The issue of deportations and repatriations from Europe to The Gambia is in the news again. This time round, it is the Government of The Gambia which is announcing that it is lifting the moratorium on deportations of Gambians from Europe.
The issue of illegal migration is certainly a thorny and sensitive one as it has strong correlations with the economic condition of a nation. If poverty is the lot of the majority of the people in a country, some of the citizens – especially the young – will surely find a way of going in search of greener pastures.
Of course, there are other causes of illegal migration, like wars and persecutions, but most often than not, it is economic hardships and the lack of job opportunities that compel people to seek ways of migrating.
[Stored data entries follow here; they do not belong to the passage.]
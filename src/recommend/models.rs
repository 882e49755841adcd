//! Recommendation Models
//!
//! Request and job types for the `/recommendations` endpoints.

use std::fmt;

use serde::{Deserialize, Serialize};

/// Recommendation strategy; selects the endpoint the request is sent to
#[derive(Debug, Clone, Copy, PartialEq, Eq, Default, Serialize, Deserialize)]
#[serde(rename_all = "lowercase")]
pub enum Mode {
    #[default]
    Collaborative,
    Nlp,
    Mood,
}

impl Mode {
    pub const ALL: [Mode; 3] = [Mode::Collaborative, Mode::Nlp, Mode::Mood];

    /// Path segment used in `/recommendations/{mode}`
    pub fn as_str(&self) -> &'static str {
        match self {
            Mode::Collaborative => "collaborative",
            Mode::Nlp => "nlp",
            Mode::Mood => "mood",
        }
    }

    pub fn label(&self) -> &'static str {
        match self {
            Mode::Collaborative => "Collaborative",
            Mode::Nlp => "NLP Search",
            Mode::Mood => "Mood",
        }
    }

    /// Label of the free-text field, which means something different per mode
    pub fn query_label(&self) -> &'static str {
        match self {
            Mode::Nlp => "Query",
            Mode::Mood => "Mood (happy/sad/neutral...)",
            Mode::Collaborative => "Query (optional)",
        }
    }
}

impl fmt::Display for Mode {
    fn fmt(&self, f: &mut fmt::Formatter<'_>) -> fmt::Result {
        f.write_str(self.as_str())
    }
}

/// Parameters as entered in the recommendation form
#[derive(Debug, Clone, PartialEq, Eq)]
pub struct RecommendationParams {
    pub mode: Mode,
    pub query: String,
    pub top_k: u32,
}

/// JSON body of `POST /recommendations/{mode}`
#[derive(Debug, Clone, PartialEq, Eq, Serialize, Deserialize)]
pub struct RecommendationBody {
    pub top_k: u32,
    #[serde(default, skip_serializing_if = "Option::is_none")]
    pub query: Option<String>,
}

impl RecommendationBody {
    pub fn from_params(params: &RecommendationParams) -> Self {
        let query = params.query.trim();
        Self {
            top_k: params.top_k,
            query: (!query.is_empty()).then(|| query.to_string()),
        }
    }
}

#[derive(Debug, Clone, Default, PartialEq, Eq, Serialize, Deserialize)]
pub struct SubmitResponse {
    #[serde(default)]
    pub job_id: Option<String>,
}

#[cfg(test)]
impl SubmitResponse {
    pub fn queued(job_id: impl Into<String>) -> Self {
        Self {
            job_id: Some(job_id.into()),
        }
    }
}

/// Server-reported job status. Anything other than `completed` or `failed`
/// is a non-terminal state and keeps the poller going.
#[derive(Debug, Clone, PartialEq, Eq, Deserialize)]
#[serde(from = "String")]
pub enum JobStatus {
    Completed,
    Failed,
    Pending(String),
}

impl From<String> for JobStatus {
    fn from(raw: String) -> Self {
        match raw.as_str() {
            "completed" => JobStatus::Completed,
            "failed" => JobStatus::Failed,
            _ => JobStatus::Pending(raw),
        }
    }
}

#[derive(Debug, Clone, PartialEq, Deserialize)]
pub struct JobStatusResponse {
    pub status: JobStatus,
    #[serde(default)]
    pub result: Option<JobResult>,
    #[serde(default)]
    pub error: Option<String>,
}

impl JobStatusResponse {
    /// Recommendations carried by a completed job, empty when none were sent
    pub fn into_recommendations(self) -> Vec<Recommendation> {
        self.result
            .and_then(|result| result.recommendations)
            .unwrap_or_default()
    }
}

#[cfg(test)]
impl JobStatusResponse {
    pub fn pending(raw: &str) -> Self {
        Self {
            status: JobStatus::Pending(raw.to_string()),
            result: None,
            error: None,
        }
    }

    pub fn completed(recommendations: Vec<Recommendation>) -> Self {
        Self {
            status: JobStatus::Completed,
            result: Some(JobResult {
                recommendations: Some(recommendations),
            }),
            error: None,
        }
    }

    pub fn failed(error: Option<&str>) -> Self {
        Self {
            status: JobStatus::Failed,
            result: None,
            error: error.map(str::to_string),
        }
    }
}

#[derive(Debug, Clone, Default, PartialEq, Deserialize)]
pub struct JobResult {
    /// Absent and `null` both mean no recommendations
    #[serde(default)]
    pub recommendations: Option<Vec<Recommendation>>,
}

/// A single recommended movie, kept in the order the server sent it
#[derive(Debug, Clone, PartialEq, Serialize, Deserialize)]
pub struct Recommendation {
    pub movie_id: i64,
    pub title: String,
    pub score: f64,
    pub reason: String,
}
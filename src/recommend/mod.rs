//! # Recommendation Module
//!
//! Submitting recommendation jobs and following them to completion.
//!
//! - `models`: request, job and recommendation types
//! - `request`: the recommendation request client
//! - `poller`: the bounded job status poll loop

pub mod models;
pub mod poller;
pub mod request;

pub use poller::{JobPoller, PollOutcome};
pub use request::{QueuedJob, submit};
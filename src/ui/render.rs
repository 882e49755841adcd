//! Page rendering. Pure: takes a state snapshot, returns HTML.

use serde::Serialize;
use tera::{Context, Tera};

use super::state::{DEFAULT_PASSWORD, MAX_TOP_K, MIN_TOP_K, UiState};
use crate::recommend::models::Mode;

const INDEX_TEMPLATE: &str = "index.html";

#[derive(Serialize)]
struct ModeOption {
    value: &'static str,
    label: &'static str,
    selected: bool,
}

#[derive(Serialize)]
struct RecommendationRow<'a> {
    rank: usize,
    movie_id: i64,
    title: &'a str,
    score: String,
    reason: &'a str,
}

#[derive(Serialize)]
struct PageView<'a> {
    status: &'a str,
    email: &'a str,
    password: &'a str,
    modes: Vec<ModeOption>,
    query_label: &'static str,
    query: &'a str,
    top_k: u32,
    min_top_k: u32,
    max_top_k: u32,
    user_id: Option<i64>,
    polling: bool,
    job_id: Option<&'a str>,
    polls: u32,
    recommendations: Vec<RecommendationRow<'a>>,
}

impl<'a> PageView<'a> {
    fn new(state: &'a UiState) -> Self {
        let form = &state.recommend_form;
        Self {
            status: &state.status,
            email: &state.login_form.email,
            password: prefilled_password(&state.login_form.password),
            modes: Mode::ALL
                .iter()
                .map(|mode| ModeOption {
                    value: mode.as_str(),
                    label: mode.label(),
                    selected: *mode == form.mode,
                })
                .collect(),
            query_label: form.mode.query_label(),
            query: &form.query,
            top_k: form.top_k,
            min_top_k: MIN_TOP_K,
            max_top_k: MAX_TOP_K,
            user_id: state.session.user_id().filter(|_| state.session.is_authenticated()),
            polling: state.is_polling(),
            job_id: state.job.as_ref().map(|job| job.job_id.as_str()),
            polls: state.job.as_ref().map_or(0, |job| job.polls),
            recommendations: state
                .recommendations
                .iter()
                .enumerate()
                .map(|(index, item)| RecommendationRow {
                    rank: index + 1,
                    movie_id: item.movie_id,
                    title: &item.title,
                    score: format_score(item.score),
                    reason: &item.reason,
                })
                .collect(),
        }
    }
}

/// Only the built-in demo password is written back into the page; anything
/// a user typed stays server-side.
fn prefilled_password(password: &str) -> &'static str {
    if password == DEFAULT_PASSWORD {
        DEFAULT_PASSWORD
    } else {
        ""
    }
}

/// Scores are always shown with exactly three decimals
pub fn format_score(score: f64) -> String {
    format!("{:.3}", score)
}

pub struct PageRenderer {
    tera: Tera,
}

impl PageRenderer {
    pub fn new() -> Result<Self, tera::Error> {
        let mut tera = Tera::default();
        tera.add_raw_template(
            INDEX_TEMPLATE,
            include_str!(concat!(env!("CARGO_MANIFEST_DIR"), "/templates/index.html")),
        )?;
        Ok(Self { tera })
    }

    pub fn render(&self, state: &UiState) -> Result<String, tera::Error> {
        let ctx = Context::from_serialize(PageView::new(state))?;
        self.tera.render(INDEX_TEMPLATE, &ctx)
    }
}
//! # Server Module
//!
//! HTTP server setup and route configuration for the MovieMatch frontend.

use std::sync::Arc;

use anyhow::{Context, Result};
use axum::{
    Router,
    routing::{get, post},
};
use tokio::net::TcpListener;
use tower_http::trace::TraceLayer;

use crate::config::Config;
use crate::gateway::{GatewayApi, HttpGateway};
use crate::recommend::JobPoller;
use crate::routes::{auth, health, page, recommend};
use crate::ui::{PageRenderer, UiStore};

/// Application state shared across all route handlers
#[derive(Clone)]
pub struct AppState {
    pub gateway: Arc<dyn GatewayApi>,
    pub store: UiStore,
    pub poller: Arc<JobPoller>,
    pub renderer: Arc<PageRenderer>,
}

pub fn router(state: AppState) -> Router {
    Router::new()
        .route("/", get(page::index))
        .route("/login", post(auth::submit_login))
        .route("/recommend", post(recommend::submit_recommendation))
        .route("/ping", get(health::ping))
        .route("/health", get(health::gateway_health))
        .layer(TraceLayer::new_for_http())
        .with_state(state)
}

/// Starts the MovieMatch frontend server.
///
/// The gateway is probed once on startup; an unreachable gateway is logged
/// but does not stop the server, since the page is still usable once the
/// gateway comes up.
pub async fn start(config: Config) -> Result<()> {
    let gateway = HttpGateway::new(&config.gateway.base_url, config.gateway.request_timeout)
        .context("Failed to create gateway client")?;

    match gateway.health().await {
        Ok(health) => {
            tracing::info!(
                "Gateway {} is {} ({})",
                gateway.base_url(),
                health.status,
                health.service
            );
            tracing::debug!("Gateway details: {:?}", health.details);
        }
        Err(e) => tracing::warn!("Gateway {} not reachable yet: {}", gateway.base_url(), e),
    }

    let state = AppState {
        gateway: Arc::new(gateway),
        store: UiStore::default(),
        poller: Arc::new(JobPoller::new(config.polling)),
        renderer: Arc::new(PageRenderer::new().context("Failed to load page template")?),
    };

    let addr = format!("{}:{}", config.server.host, config.server.port);
    let listener = TcpListener::bind(&addr)
        .await
        .with_context(|| format!("Failed to bind to {} - port may already be in use", addr))?;

    tracing::info!("MovieMatch frontend listening on http://{}", addr);
    tracing::info!("Gateway: {}", config.gateway.base_url);
    tracing::info!(
        "Polling every {:?}, giving up after {:?}",
        config.polling.interval,
        config.polling.timeout
    );

    axum::serve(listener, router(state))
        .await
        .context("Server terminated unexpectedly")
}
This has been the trend over the past few years or so.
Sometime two years ago, the Government of The Gambia came under sustained criticisms that it had signed an agreement with the European Union to repatriate Gambians who had been denied documents in the country. At the time, the government repeatedly denied that it had signed any such agreement with the EU.
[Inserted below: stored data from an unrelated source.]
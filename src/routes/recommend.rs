//! Recommendation form handler

use std::sync::Arc;

use axum::extract::{Form, State};
use axum::response::Redirect;
use serde::Deserialize;
use tracing::info;

use crate::recommend::{self, models::Mode, models::RecommendationParams};
use crate::server::AppState;
use crate::ui::UiEvent;
use crate::ui::state::{MAX_TOP_K, MIN_TOP_K};

#[derive(Debug, Deserialize)]
pub struct RecommendFormInput {
    pub mode: Mode,
    #[serde(default)]
    pub query: String,
    #[serde(default)]
    pub top_k: String,
}

impl RecommendFormInput {
    fn into_params(self, current_top_k: u32) -> RecommendationParams {
        RecommendationParams {
            mode: self.mode,
            query: self.query,
            top_k: parse_top_k(&self.top_k, current_top_k),
        }
    }
}

/// Read the Top K field within the same bounds the input element declares.
/// Anything that is not a whole number keeps `fallback`.
pub fn parse_top_k(raw: &str, fallback: u32) -> u32 {
    match raw.trim().parse::<i64>() {
        Ok(value) => value.clamp(i64::from(MIN_TOP_K), i64::from(MAX_TOP_K)) as u32,
        Err(_) => fallback,
    }
}

/// `POST /recommend`: submit the job, then follow it in the background.
///
/// The submission is awaited so the page the browser is redirected to
/// already shows whether a job was queued. Polling keeps running after the
/// response; the page refreshes itself until the job reaches an exit.
pub async fn submit_recommendation(
    State(state): State<AppState>,
    Form(input): Form<RecommendFormInput>,
) -> Redirect {
    let current_top_k = state.store.snapshot().await.recommend_form.top_k;
    let params = input.into_params(current_top_k);
    state
        .store
        .dispatch(UiEvent::RecommendFormEdited(params.clone()))
        .await;

    if let Some(job) = recommend::submit(state.gateway.as_ref(), &state.store, &params).await {
        let gateway = Arc::clone(&state.gateway);
        let poller = Arc::clone(&state.poller);
        let store = state.store.clone();
        tokio::spawn(async move {
            let outcome = poller.poll(gateway.as_ref(), &store, &job).await;
            info!("Job {} {}", job.job_id, outcome);
        });
    }

    Redirect::to("/")
}
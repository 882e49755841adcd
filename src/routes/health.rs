use axum::extract::State;
use axum::http::StatusCode;
use axum::response::Json;
use serde_json::{Value, json};
use tracing::warn;

use crate::server::AppState;

/// Liveness probe.
///
/// # Route
/// - **Method**: GET
/// - **Path**: `/ping`
/// - **Response**: `{"status": "pong"}`
pub async fn ping() -> Json<Value> {
    Json(json!({ "status": "pong" }))
}

/// Reports whether the gateway behind this frontend is reachable.
///
/// # Route
/// - **Method**: GET
/// - **Path**: `/health`
///
/// # HTTP Status Codes
/// - **200 OK**: gateway answered its own `/health`; its payload is included
/// - **503 Service Unavailable**: gateway unreachable or unhealthy
pub async fn gateway_health(State(state): State<AppState>) -> (StatusCode, Json<Value>) {
    match state.gateway.health().await {
        Ok(health) => (
            StatusCode::OK,
            Json(json!({ "status": "ok", "gateway": health })),
        ),
        Err(e) => {
            warn!("Gateway health check failed: {}", e);
            (
                StatusCode::SERVICE_UNAVAILABLE,
                Json(json!({ "status": "degraded", "error": e.to_string() })),
            )
        }
    }
}
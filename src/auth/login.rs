//! Login client
//!
//! One attempt per form submission, no retry.

use tracing::{info, warn};

use super::models::Credentials;
use crate::gateway::GatewayApi;
use crate::ui::{UiEvent, UiStore};

/// Exchange credentials for a token bundle and install it in the session.
///
/// A failed login leaves the current session untouched and reports the
/// gateway's status code in the status line.
pub async fn login(gateway: &dyn GatewayApi, store: &UiStore, credentials: Credentials) {
    store.dispatch(UiEvent::LoginStarted).await;

    match gateway.login(&credentials).await {
        Ok(bundle) => {
            info!(
                "Logged in as user {} ({} token, expires in {}s)",
                bundle.user_id, bundle.token_type, bundle.expires_in
            );
            store.dispatch(UiEvent::LoggedIn(bundle)).await;
        }
        Err(e) => {
            warn!("Login for {} failed: {}", credentials.email, e);
            store.dispatch(UiEvent::LoginFailed(e.status_text())).await;
        }
    }
}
After a few flights from Europe returning migrants to the country, the government announced that they were placing a moratorium on such repatriations. Now it seems, negotiations with the EU have enabled them to lift that moratorium and accept the returnees into the country. International law stipulates that a country cannot – should not – refuse to accept returnee-citizens from entering the country.
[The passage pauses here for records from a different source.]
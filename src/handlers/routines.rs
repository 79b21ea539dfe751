use axum::{
    extract::{Path, State},
    http::StatusCode,
    response::{IntoResponse, Response},
    Json,
};

use crate::error::{AppError, Result};
use crate::models::{CreateExerciseRow, CreateRoutine, UpdateExerciseRow, UpdateRoutine};
use crate::repositories::RoutineRepository;

#[derive(Clone)]
pub struct RoutinesState {
    pub routine_repo: RoutineRepository,
}

pub async fn list(State(state): State<RoutinesState>) -> Result<Response> {
    let routines = state.routine_repo.find_all().await;
    Ok(Json(routines).into_response())
}

pub async fn create(
    State(state): State<RoutinesState>,
    Json(payload): Json<CreateRoutine>,
) -> Result<Response> {
    let routine = state.routine_repo.create(payload).await;
    tracing::info!("Created routine {}", routine.id);

    Ok((StatusCode::CREATED, Json(routine)).into_response())
}

pub async fn show(
    State(state): State<RoutinesState>,
    Path(id): Path<String>,
) -> Result<Response> {
    let routine = state
        .routine_repo
        .find_by_id(&id)
        .await
        .ok_or_else(|| AppError::NotFound("Routine not found".to_string()))?;

    Ok(Json(routine).into_response())
}

pub async fn update(
    State(state): State<RoutinesState>,
    Path(id): Path<String>,
    Json(payload): Json<UpdateRoutine>,
) -> Result<Response> {
    let routine = state.routine_repo.update_info(&id, payload).await?;
    Ok(Json(routine).into_response())
}

pub async fn add_row(
    State(state): State<RoutinesState>,
    Path(id): Path<String>,
    Json(payload): Json<CreateExerciseRow>,
) -> Result<Response> {
    let row = state.routine_repo.add_row(&id, payload).await?;
    Ok((StatusCode::CREATED, Json(row)).into_response())
}

pub async fn update_row(
    State(state): State<RoutinesState>,
    Path((id, row_id)): Path<(String, String)>,
    Json(payload): Json<UpdateExerciseRow>,
) -> Result<Response> {
    let row = state.routine_repo.update_row(&id, &row_id, payload).await?;
    Ok(Json(row).into_response())
}

pub async fn delete_row(
    State(state): State<RoutinesState>,
    Path((id, row_id)): Path<(String, String)>,
) -> Result<Response> {
    state.routine_repo.delete_row(&id, &row_id).await?;
    Ok(StatusCode::NO_CONTENT.into_response())
}

pub async fn duplicate_row(
    State(state): State<RoutinesState>,
    Path((id, row_id)): Path<(String, String)>,
) -> Result<Response> {
    let row = state.routine_repo.duplicate_row(&id, &row_id).await?;
    Ok((StatusCode::CREATED, Json(row)).into_response())
}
Of course, there are various and complex considerations keeping in mind the poor economy and what an influx of returnees will do to the fragile economic situation in the country. But that is not an excuse to refuse to accept one’s people when they are to be returned. The Europeans also have their own sets of problems which are compelling them to find a way to return these migrants.
What therefore is the way forward? The Government of The Gambia and the European Union should negotiate and find ways of giving skills to these young people so that when they come home they will be able to find jobs and earn a living. Perhaps it will not be enough to only give them skills but also give them a capital to start serving which will enable them stand on their own feet.